Fluorescein angiography is a valuable test that provides information about the condition of the retina. This dye study gives the eye doctor a “real-time” look at the circulation in the retina. It is also useful in finding any swelling, like CME, that may be present in the macula due to VMT.
Before the advent of Optical Coherence Tomography, doctors were under the impression that only 11 percent of eyes with VMT were naturally resolved by spontaneous detachment of the vitreous. Now that we have better diagnostic tools, it’s probably closer to 20 percent of VMT cases spontaneously resolve.
“Wait and see” is an option in some cases. However, symptoms must be closely observed with daily Amsler grid tests and follow-up visits to the ophthalmologist.
If VMT is threatening a macular hole, a pars plana vitrectomy is usually the best solution. This is a common retina surgical procedure involving removal of the vitreous. The retina specialist surgeon inserts a tiny, needle-like instrument, called a vitrector, into the eye. This instrument aspirates (sucks out) the vitreous fluid. The surgeon then refills the eye with a special saline solution that closely resembles the natural vitreous fluid in the eye.

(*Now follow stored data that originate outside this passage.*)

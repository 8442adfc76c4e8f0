//! Stage Orchestration
//!
//! Sequences skeleton generation, asset synthesis and assembly for one run, reports
//! monotonic progress, and records the run through an optional [`RunRecorder`].

use crate::skeleton::{ExtractionRule, SeoMetadata};
use crate::synthesis::{AssetBatch, BatchSummary};
use serde::{Deserialize, Serialize};
use std::fmt;

pub mod orchestrator;
pub mod progress;
pub mod recorder;
pub mod state;

pub use orchestrator::StageOrchestrator;
pub use progress::{Checkpoint, ProgressEvent, ProgressReporter};
pub use recorder::{new_run_id, AuditEntry, MemoryRunRecorder, RunRecord, RunRecorder};
pub use state::{RunState, RunStatus};

/// The three sequential phases of a run.
#[derive(Debug, Clone, Copy, PartialEq, Eq, Hash, Serialize, Deserialize)]
#[serde(rename_all = "lowercase")]
pub enum Stage {
    Skeleton,
    Assets,
    Assembly,
}

impl Stage {
    pub fn as_str(&self) -> &'static str {
        match self {
            Stage::Skeleton => "skeleton",
            Stage::Assets => "assets",
            Stage::Assembly => "assembly",
        }
    }
}

impl fmt::Display for Stage {
    fn fmt(&self, f: &mut fmt::Formatter<'_>) -> fmt::Result {
        f.write_str(self.as_str())
    }
}

/// Successful run result.
#[derive(Debug, Clone, Serialize, Deserialize)]
pub struct GenerationOutcome {
    pub run_id: String,
    pub artifact: String,
    pub seo: SeoMetadata,
    pub extraction: ExtractionRule,
    pub assets: AssetBatch,
}

impl GenerationOutcome {
    pub fn summary(&self) -> BatchSummary {
        self.assets.summary()
    }
}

The surgical removal of the vitreous relieves the traction on the macula and over time it will return to its normal structure and shape.
Jetrea is an intravitreal eye-injected drug to treat Vitreomacular Adhesions. Jetrea is the first and only FDA-approved medicine for the treatment of VMA and it offers a much needed alternative to vitrectomy. The drug works by dissolving the protein fibers that create the adhesion between the vitreous and the macula. Dissolving this connection safely completes the detachment of the vitreous from the macula and relieves the traction.